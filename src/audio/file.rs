use anyhow::{Context, Result};
use hound::WavReader;
use std::path::Path;
use std::sync::Arc;
use std::time::Duration;
use tokio::sync::mpsc;
use tokio::task::JoinHandle;
use tracing::{debug, info};

use super::backend::{AudioBackend, AudioBackendConfig, AudioFrame};
use super::codec::PCM_SCALE;

pub struct AudioFile {
    pub path: String,
    pub duration_seconds: f64,
    pub sample_rate: u32,
    pub channels: u16,
    pub samples: Vec<i16>,
}

impl AudioFile {
    pub fn open(path: impl AsRef<Path>) -> Result<Self> {
        let path = path.as_ref();
        info!("Opening audio file: {}", path.display());

        let reader = WavReader::open(path)
            .context("Failed to open WAV file")?;

        let spec = reader.spec();
        if spec.bits_per_sample != 16 || spec.sample_format != hound::SampleFormat::Int {
            anyhow::bail!(
                "Unsupported WAV format: {} bit {:?} (expected 16 bit PCM)",
                spec.bits_per_sample,
                spec.sample_format
            );
        }

        let samples: Vec<i16> = reader
            .into_samples::<i16>()
            .collect::<Result<Vec<_>, _>>()
            .context("Failed to read audio samples")?;

        let duration_seconds = samples.len() as f64 /
            (spec.sample_rate as f64 * spec.channels as f64);

        info!(
            "Audio file loaded: {:.1}s, {}Hz, {} channels, {} samples",
            duration_seconds,
            spec.sample_rate,
            spec.channels,
            samples.len()
        );

        Ok(Self {
            path: path.display().to_string(),
            duration_seconds,
            sample_rate: spec.sample_rate,
            channels: spec.channels,
            samples,
        })
    }

    /// Split into normalized float frames of `block_size` samples per channel
    pub fn frames(&self, block_size: usize) -> Vec<AudioFrame> {
        let block_len = block_size.max(1) * self.channels.max(1) as usize;
        let mut timestamp_ms = 0u64;

        self.samples
            .chunks(block_len)
            .map(|block| {
                let frame = AudioFrame {
                    samples: block.iter().map(|&s| s as f32 / PCM_SCALE).collect(),
                    sample_rate: self.sample_rate,
                    channels: self.channels,
                    timestamp_ms,
                };
                timestamp_ms += (frame.duration_secs() * 1000.0) as u64;
                frame
            })
            .collect()
    }
}

/// Capture backend that plays a WAV file into the pipeline at real-time pace
pub struct FileBackend {
    file: Arc<AudioFile>,
    config: AudioBackendConfig,
    task: Option<JoinHandle<()>>,
}

impl FileBackend {
    pub fn new(path: impl AsRef<Path>, config: AudioBackendConfig) -> Result<Self> {
        let file = AudioFile::open(path)?;

        if file.sample_rate != config.sample_rate || file.channels != config.channels {
            debug!(
                "File is {}Hz/{}ch, requested {}Hz/{}ch; pipeline will convert",
                file.sample_rate, file.channels, config.sample_rate, config.channels
            );
        }

        Ok(Self {
            file: Arc::new(file),
            config,
            task: None,
        })
    }
}

#[async_trait::async_trait]
impl AudioBackend for FileBackend {
    async fn start(&mut self) -> Result<mpsc::Receiver<AudioFrame>> {
        if self.task.is_some() {
            anyhow::bail!("Already capturing");
        }

        let frames = self.file.frames(self.config.block_size);
        let (tx, rx) = mpsc::channel(32);

        info!(
            "Streaming {} ({} frames of {} samples)",
            self.file.path,
            frames.len(),
            self.config.block_size
        );

        let task = tokio::spawn(async move {
            for frame in frames {
                let pace = Duration::from_secs_f64(frame.duration_secs());
                if tx.send(frame).await.is_err() {
                    break;
                }
                tokio::time::sleep(pace).await;
            }
            debug!("File capture reached end of input");
        });

        self.task = Some(task);

        Ok(rx)
    }

    async fn stop(&mut self) -> Result<()> {
        if let Some(task) = self.task.take() {
            task.abort();
            info!("File capture stopped");
        }
        Ok(())
    }

    fn is_capturing(&self) -> bool {
        self.task.as_ref().is_some_and(|t| !t.is_finished())
    }

    fn name(&self) -> &str {
        "WAV file"
    }
}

-- -- --

(What the exercise asks): Type out every record above once more, exactly.

(Result):
filename src/audio/file.rs
use anyhow::{Context, Result};
use hound::WavReader;
use std::path::Path;
use std::sync::Arc;
use std::time::Duration;
use tokio::sync::mpsc;
use tokio::task::JoinHandle;
use tracing::{debug, info};

use super::backend::{AudioBackend, AudioBackendConfig, AudioFrame};
use super::codec::PCM_SCALE;

pub struct AudioFile {
    pub path: String,
    pub duration_seconds: f64,
    pub sample_rate: u32,
    pub channels: u16,
    pub samples: Vec<i16>,
}

impl AudioFile {
    pub fn open(path: impl AsRef<Path>) -> Result<Self> {
        let path = path.as_ref();
        info!("Opening audio file: {}", path.display());

        let reader = WavReader::open(path)
            .context("Failed to open WAV file")?;

        let spec = reader.spec();
        if spec.bits_per_sample != 16 || spec.sample_format != hound::SampleFormat::Int {
            anyhow::bail!(
                "Unsupported WAV format: {} bit {:?} (expected 16 bit PCM)",
                spec.bits_per_sample,
                spec.sample_format
            );
        }

        let samples: Vec<i16> = reader
            .into_samples::<i16>()
            .collect::<Result<Vec<_>, _>>()
            .context("Failed to read audio samples")?;

        let duration_seconds = samples.len() as f64 /
            (spec.sample_rate as f64 * spec.channels as f64);

        info!(
            "Audio file loaded: {:.1}s, {}Hz, {} channels, {} samples",
            duration_seconds,
            spec.sample_rate,
            spec.channels,
            samples.len()
        );

        Ok(Self {
            path: path.display().to_string(),
            duration_seconds,
            sample_rate: spec.sample_rate,
            channels: spec.channels,
            samples,
        })
    }

    /// Split into normalized float frames of `block_size` samples per channel
    pub fn frames(&self, block_size: usize) -> Vec<AudioFrame> {
        let block_len = block_size.max(1) * self.channels.max(1) as usize;
        let mut timestamp_ms = 0u64;

        self.samples
            .chunks(block_len)
            .map(|block| {
                let frame = AudioFrame {
                    samples: block.iter().map(|&s| s as f32 / PCM_SCALE).collect(),
                    sample_rate: self.sample_rate,
                    channels: self.channels,
                    timestamp_ms,
                };
                timestamp_ms += (frame.duration_secs() * 1000.0) as u64;
                frame
            })
            .collect()
    }
}

/// Capture backend that plays a WAV file into the pipeline at real-time pace
pub struct FileBackend {
    file: Arc<AudioFile>,
    config: AudioBackendConfig,
    task: Option<JoinHandle<()>>,
}

impl FileBackend {
    pub fn new(path: impl AsRef<Path>, config: AudioBackendConfig) -> Result<Self> {
        let file = AudioFile::open(path)?;

        if file.sample_rate != config.sample_rate || file.channels != config.channels {
            debug!(
                "File is {}Hz/{}ch, requested {}Hz/{}ch; pipeline will convert",
                file.sample_rate, file.channels, config.sample_rate, config.channels
            );
        }

        Ok(Self {
            file: Arc::new(file),
            config,
            task: None,
        })
    }
}

#[async_trait::async_trait]
impl AudioBackend for FileBackend {
    async fn start(&mut self) -> Result<mpsc::Receiver<AudioFrame>> {
        if self.task.is_some() {
            anyhow::bail!("Already capturing");
        }

        let frames = self.file.frames(self.config.block_size);
        let (tx, rx) = mpsc::channel(32);

        info!(
            "Streaming {} ({} frames of {} samples)",
            self.file.path,
            frames.len(),
            self.config.block_size
        );

        let task = tokio::spawn(async move {
            for frame in frames {
                let pace = Duration::from_secs_f64(frame.duration_secs());
                if tx.send(frame).await.is_err() {
                    break;
                }
                tokio::time::sleep(pace).await;
            }
            debug!("File capture reached end of input");
        });

        self.task = Some(task);

        Ok(rx)
    }

    async fn stop(&mut self) -> Result<()> {
        if let Some(task) = self.task.take() {
            task.abort();
            info!("File capture stopped");
        }
        Ok(())
    }

    fn is_capturing(&self) -> bool {
        self.task.as_ref().is_some_and(|t| !t.is_finished())
    }

    fn name(&self) -> &str {
        "WAV file"
    }
}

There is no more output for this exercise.